=== Begin Enclosure ===

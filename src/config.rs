//! Configuration file.
//!
//! Keys are camelCase so an existing `config.json` from the publishing
//! scripts keeps working. Every key is optional; unknown keys are rejected.

use std::env;
use std::fs;
use std::io;
use std::path::{Path, PathBuf};
use std::thread;

use serde::{Deserialize, Serialize};
use tracing::debug;

use crate::error::{Error, Result};
use crate::publish::{DEFAULT_FEED_LIMIT, PublishOptions, REDIRECTS_FILE, Site, SlugOptions, StaleOutput};
use crate::source::sqlite::default_database_path;

/// Looked up in the current directory when no file is named.
pub const DEFAULT_CONFIG_FILE: &str = "config.json";

#[derive(Debug, Clone, PartialEq, Eq, Serialize, Deserialize)]
#[serde(default, rename_all = "camelCase", deny_unknown_fields)]
pub struct Config {
    pub notes_folder_name: String,
    pub template_directory: PathBuf,
    pub output_directory: PathBuf,
    pub site_title: String,
    pub site_url: String,
    pub site_description: String,
    /// Defaults to the notes database in the user's home directory.
    pub database_path: Option<PathBuf>,
    pub manifest_path: PathBuf,
    /// Defaults to `_redirects` in the output directory.
    pub redirects_file: Option<PathBuf>,
    pub feed_limit: usize,
    pub include_folders_in_slug: bool,
    pub slug_date_prefix: bool,
    pub stale_output: StaleOutput,
    /// Defaults to the available parallelism.
    pub jobs: Option<usize>,
}

impl Default for Config {
    fn default() -> Self {
        let site = Site::default();
        Self {
            notes_folder_name: "Blog".to_string(),
            template_directory: PathBuf::from("./templates"),
            output_directory: PathBuf::from("./output"),
            site_title: site.title,
            site_url: site.url,
            site_description: site.description,
            database_path: None,
            manifest_path: PathBuf::from("./notepress-manifest.json"),
            redirects_file: None,
            feed_limit: DEFAULT_FEED_LIMIT,
            include_folders_in_slug: true,
            slug_date_prefix: false,
            stale_output: StaleOutput::Keep,
            jobs: None,
        }
    }
}

impl Config {
    /// Load `path`, or `config.json` in the current directory if it exists,
    /// or the defaults.
    pub fn load(path: Option<&Path>) -> Result<Self> {
        match path {
            Some(path) => match fs::read_to_string(path) {
                Ok(text) => Self::parse(&text, path),
                Err(e) if e.kind() == io::ErrorKind::NotFound => Err(Error::Config(format!(
                    "config file not found: {}",
                    path.display()
                ))),
                Err(e) => Err(e.into()),
            },
            None => {
                let path = Path::new(DEFAULT_CONFIG_FILE);
                match fs::read_to_string(path) {
                    Ok(text) => Self::parse(&text, path),
                    Err(e) if e.kind() == io::ErrorKind::NotFound => {
                        debug!("no config file, using defaults");
                        Ok(Self::default())
                    }
                    Err(e) => Err(e.into()),
                }
            }
        }
    }

    /// Parse JSON text; `origin` only labels errors.
    pub fn parse(text: &str, origin: &Path) -> Result<Self> {
        let config: Config = serde_json::from_str(text)
            .map_err(|e| Error::Config(format!("{}: {e}", origin.display())))?;
        config.validate()?;
        debug!(path = %origin.display(), "loaded config");
        Ok(config)
    }

    pub fn validate(&self) -> Result<()> {
        if self.notes_folder_name.trim().is_empty() {
            return Err(Error::Config("notesFolderName is empty".into()));
        }
        if self.feed_limit == 0 {
            return Err(Error::Config("feedLimit must be at least 1".into()));
        }
        if self.jobs == Some(0) {
            return Err(Error::Config("jobs must be at least 1".into()));
        }
        if !(self.site_url.starts_with("http://") || self.site_url.starts_with("https://")) {
            return Err(Error::Config(format!(
                "siteUrl must be an http(s) URL, got {:?}",
                self.site_url
            )));
        }
        Ok(())
    }

    /// The configured database, or the default one under `$HOME`.
    pub fn database_path(&self) -> Result<PathBuf> {
        if let Some(path) = &self.database_path {
            return Ok(path.clone());
        }
        env::var_os("HOME")
            .map(|home| default_database_path(Path::new(&home)))
            .ok_or_else(|| Error::Config("databasePath is not set and HOME is unknown".into()))
    }

    pub fn jobs(&self) -> usize {
        self.jobs
            .unwrap_or_else(|| thread::available_parallelism().map_or(1, |n| n.get()))
    }

    pub fn site(&self) -> Site {
        Site::new(&self.site_title, &self.site_url, &self.site_description)
    }

    pub fn publish_options(&self) -> PublishOptions {
        let mut options = PublishOptions::new(&self.output_directory, &self.manifest_path);
        options.redirects_path = self
            .redirects_file
            .clone()
            .unwrap_or_else(|| self.output_directory.join(REDIRECTS_FILE));
        options.site = self.site();
        options.feed_limit = self.feed_limit;
        options.slugs = SlugOptions {
            include_folders: self.include_folders_in_slug,
            date_prefix: self.slug_date_prefix,
        };
        options.stale_output = self.stale_output;
        options.jobs = self.jobs();
        options
    }
}
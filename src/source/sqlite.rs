//! The native notes database.
//!
//! Notes and folders share the `ZICCLOUDSYNCINGOBJECT` table: folders carry
//! their name in `ZTITLE2` and their parent in `ZPARENT`, notes carry their
//! title in `ZTITLE1` and their folder in `ZFOLDER`. Bodies live in
//! `ZICNOTEDATA`.

use std::collections::{BTreeMap, BTreeSet, VecDeque};
use std::path::{Path, PathBuf};

use chrono::{DateTime, Utc};
use rusqlite::{Connection, OpenFlags};
use tracing::{debug, info};

use super::NoteSource;
use crate::error::{Error, Result};
use crate::model::Note;

/// Seconds from the Unix epoch to 2001-01-01T00:00:00Z.
pub const CORE_DATA_EPOCH_OFFSET: i64 = 978_307_200;

/// Location of the database on macOS, relative to the home directory.
pub const DEFAULT_DATABASE: &str = "Library/Group Containers/group.com.apple.notes/NoteStore.sqlite";

const OBJECTS: &str = "ZICCLOUDSYNCINGOBJECT";
const NOTE_DATA: &str = "ZICNOTEDATA";

const REQUIRED: [(&str, &[&str]); 2] = [
    (
        OBJECTS,
        &[
            "Z_PK",
            "ZIDENTIFIER",
            "ZTITLE1",
            "ZTITLE2",
            "ZFOLDER",
            "ZPARENT",
            "ZCREATIONDATE3",
            "ZMODIFICATIONDATE1",
            "ZNOTEDATA",
        ],
    ),
    (NOTE_DATA, &["Z_PK", "ZDATA"]),
];

/// Present only in some database versions.
const MARKED_FOR_DELETION: &str = "ZMARKEDFORDELETION";

/// Default database path under `home`.
pub fn default_database_path(home: &Path) -> PathBuf {
    home.join(DEFAULT_DATABASE)
}

/// Convert a Core Data timestamp to UTC.
pub fn core_data_time(seconds: f64) -> Option<DateTime<Utc>> {
    if !seconds.is_finite() {
        return None;
    }
    let micros = ((seconds + CORE_DATA_EPOCH_OFFSET as f64) * 1_000_000.0).round();
    DateTime::from_timestamp_micros(micros as i64)
}

#[derive(Debug, Clone)]
struct Folder {
    name: String,
    parent: Option<i64>,
}

/// Notes of one folder subtree, read from a notes database opened read-only.
pub struct SqliteSource {
    conn: Connection,
    folder: String,
}

impl SqliteSource {
    /// Open `path` read-only and publish the folder named `folder`.
    pub fn open(path: &Path, folder: impl Into<String>) -> Result<Self> {
        let conn = Connection::open_with_flags(
            path,
            OpenFlags::SQLITE_OPEN_READ_ONLY | OpenFlags::SQLITE_OPEN_NO_MUTEX,
        )?;
        info!(path = %path.display(), "opened notes database");
        Ok(Self::from_connection(conn, folder))
    }

    pub fn from_connection(conn: Connection, folder: impl Into<String>) -> Self {
        Self {
            conn,
            folder: folder.into(),
        }
    }

    fn columns(&self, table: &str) -> Result<BTreeSet<String>> {
        let mut stmt = self.conn.prepare(&format!("PRAGMA table_info({table});"))?;
        let names = stmt
            .query_map([], |row| row.get::<_, String>(1))?
            .collect::<rusqlite::Result<BTreeSet<_>>>()?;
        Ok(names)
    }

    fn folders(conn: &Connection) -> Result<BTreeMap<i64, Folder>> {
        let mut stmt = conn.prepare(&format!(
            "SELECT Z_PK, ZTITLE2, ZPARENT FROM {OBJECTS} WHERE ZTITLE2 IS NOT NULL"
        ))?;
        let rows = stmt.query_map([], |row| {
            Ok((
                row.get::<_, i64>(0)?,
                Folder {
                    name: row.get(1)?,
                    parent: row.get(2)?,
                },
            ))
        })?;
        Ok(rows.collect::<rusqlite::Result<_>>()?)
    }

    /// Lowest-keyed folder with the configured name.
    pub fn folder_id(&self) -> Result<i64> {
        Self::find_folder(&Self::folders(&self.conn)?, &self.folder)
    }

    fn find_folder(folders: &BTreeMap<i64, Folder>, name: &str) -> Result<i64> {
        folders
            .iter()
            .find(|(_, f)| f.name == name)
            .map(|(&pk, _)| pk)
            .ok_or_else(|| Error::FolderNotFound(name.to_string()))
    }
}

/// Path of every folder in the subtree under `root`, relative to it.
fn subtree_paths(folders: &BTreeMap<i64, Folder>, root: i64) -> BTreeMap<i64, Vec<String>> {
    let mut children: BTreeMap<i64, Vec<i64>> = BTreeMap::new();
    for (&pk, folder) in folders {
        if let Some(parent) = folder.parent
            && parent != pk
        {
            children.entry(parent).or_default().push(pk);
        }
    }

    let mut paths = BTreeMap::from([(root, Vec::new())]);
    let mut queue = VecDeque::from([root]);
    while let Some(pk) = queue.pop_front() {
        let base = paths.get(&pk).cloned().unwrap_or_default();
        for &child in children.get(&pk).into_iter().flatten() {
            // A cycle in the parent links would revisit a folder.
            if paths.contains_key(&child) {
                continue;
            }
            let mut path = base.clone();
            if let Some(folder) = folders.get(&child) {
                path.push(folder.name.clone());
            }
            paths.insert(child, path);
            queue.push_back(child);
        }
    }
    paths
}

impl NoteSource for SqliteSource {
    fn check_schema(&self) -> Result<()> {
        let mut missing = Vec::new();
        for (table, required) in REQUIRED {
            let columns = self.columns(table)?;
            if columns.is_empty() {
                missing.push(table.to_string());
                continue;
            }
            missing.extend(
                required
                    .iter()
                    .filter(|c| !columns.contains(**c))
                    .map(|c| format!("{table}.{c}")),
            );
        }
        if missing.is_empty() {
            Ok(())
        } else {
            Err(Error::SchemaIncompatible { missing })
        }
    }

    fn notes(&self) -> Result<Vec<Note>> {
        let tx = self.conn.unchecked_transaction()?;

        let folders = Self::folders(&tx)?;
        let root = Self::find_folder(&folders, &self.folder)?;
        let paths = subtree_paths(&folders, root);
        debug!(folder = %self.folder, subfolders = paths.len() - 1, "resolved folder tree");

        let deletion_filter = if self.columns(OBJECTS)?.contains(MARKED_FOR_DELETION) {
            format!("AND (n.{MARKED_FOR_DELETION} IS NULL OR n.{MARKED_FOR_DELETION} = 0)")
        } else {
            String::new()
        };
        let mut stmt = tx.prepare(&format!(
            "SELECT n.ZIDENTIFIER, n.ZTITLE1, n.ZFOLDER, n.ZCREATIONDATE3, n.ZMODIFICATIONDATE1, d.ZDATA
             FROM {OBJECTS} n
             LEFT JOIN {NOTE_DATA} d ON d.Z_PK = n.ZNOTEDATA
             WHERE n.ZTITLE1 IS NOT NULL AND n.ZFOLDER IS NOT NULL {deletion_filter}
             ORDER BY n.ZCREATIONDATE3, n.Z_PK"
        ))?;
        let rows = stmt.query_map([], |row| {
            Ok((
                row.get::<_, Option<String>>(0)?,
                row.get::<_, String>(1)?,
                row.get::<_, i64>(2)?,
                row.get::<_, Option<f64>>(3)?,
                row.get::<_, Option<f64>>(4)?,
                row.get::<_, Option<Vec<u8>>>(5)?,
            ))
        })?;

        let mut notes = Vec::new();
        for row in rows {
            let (id, title, folder, created, modified, body) = row?;
            let Some(folder_path) = paths.get(&folder) else {
                continue;
            };
            let Some(id) = id else {
                debug!(title = %title, "skipping note without identifier");
                continue;
            };
            let created = created.and_then(core_data_time).unwrap_or(DateTime::UNIX_EPOCH);
            let modified = modified.and_then(core_data_time).unwrap_or(created);
            let mut note = Note::new(id, title)
                .with_created(created)
                .with_modified(modified)
                .with_folder_path(folder_path.iter().cloned());
            note.body = body;
            notes.push(note);
        }
        drop(stmt);
        tx.commit()?;

        info!(folder = %self.folder, notes = notes.len(), "read notes");
        Ok(notes)
    }
}
//! Shared helpers for integration tests.

#![allow(dead_code)]

use std::collections::BTreeMap;
use std::fs;
use std::path::{Path, PathBuf};

use chrono::{DateTime, TimeZone, Utc};
use tempfile::TempDir;

use notepress::decode::testing::NoteBlobBuilder;
use notepress::publish::{PublishOptions, PublishReport, Publisher, TemplateSet};
use notepress::source::MemorySource;
use notepress::Note;

pub const TEMPLATES_DIR: &str = concat!(env!("CARGO_MANIFEST_DIR"), "/tests/fixtures/templates");

pub fn templates() -> TemplateSet {
    TemplateSet::load(Path::new(TEMPLATES_DIR)).expect("fixture templates")
}

/// Midnight UTC on the given day of January 2025.
pub fn jan(day: u32) -> DateTime<Utc> {
    Utc.with_ymd_and_hms(2025, 1, day, 0, 0, 0).unwrap()
}

/// Gzip body whose first line is the title, followed by `body`.
pub fn body(title: &str, body: &str) -> Vec<u8> {
    NoteBlobBuilder::new(format!("{title}\n{body}")).fill().gzip().unwrap()
}

pub fn note(id: &str, title: &str, text: &str, day: u32) -> Note {
    Note::new(id, title)
        .with_body(body(title, text))
        .with_created(jan(day))
}

/// An output directory and manifest path in a fresh temporary directory.
pub struct Workspace {
    pub dir: TempDir,
}

impl Workspace {
    pub fn new() -> Self {
        Self {
            dir: TempDir::new().unwrap(),
        }
    }

    pub fn output(&self) -> PathBuf {
        self.dir.path().join("out")
    }

    pub fn manifest(&self) -> PathBuf {
        self.dir.path().join("manifest.json")
    }

    pub fn options(&self) -> PublishOptions {
        let mut options = PublishOptions::new(self.output(), self.manifest());
        options.jobs = 2;
        options
    }

    pub fn publish(&self, source: &MemorySource) -> PublishReport {
        self.publish_with(self.options(), source)
    }

    pub fn publish_with(&self, options: PublishOptions, source: &MemorySource) -> PublishReport {
        Publisher::new(options, templates())
            .run(source)
            .expect("publish run")
    }

    pub fn read(&self, relative: &str) -> String {
        fs::read_to_string(self.output().join(relative)).unwrap()
    }

    pub fn exists(&self, relative: &str) -> bool {
        self.output().join(relative).exists()
    }

    /// Every file under the temporary directory with its contents.
    pub fn snapshot(&self) -> BTreeMap<PathBuf, Vec<u8>> {
        let mut files = BTreeMap::new();
        collect(self.dir.path(), self.dir.path(), &mut files);
        files
    }
}

fn collect(root: &Path, dir: &Path, files: &mut BTreeMap<PathBuf, Vec<u8>>) {
    let Ok(entries) = fs::read_dir(dir) else {
        return;
    };
    for entry in entries.flatten() {
        let path = entry.path();
        if path.is_dir() {
            collect(root, &path, files);
        } else {
            let rel = path.strip_prefix(root).unwrap().to_path_buf();
            files.insert(rel, fs::read(&path).unwrap());
        }
    }
}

=== End Enclosure ===

GOAL OF THE EXERCISE:
Return exactly, and only, the lines above starting at the line that contains "not set and" and ending at the line that contains "pub fn publish_options(&self)".

EXERCISE ANSWER:
            .ok_or_else(|| Error::Config("databasePath is not set and HOME is unknown".into()))
    }

    pub fn jobs(&self) -> usize {
        self.jobs
            .unwrap_or_else(|| thread::available_parallelism().map_or(1, |n| n.get()))
    }

    pub fn site(&self) -> Site {
        Site::new(&self.site_title, &self.site_url, &self.site_description)
    }

    pub fn publish_options(&self) -> PublishOptions {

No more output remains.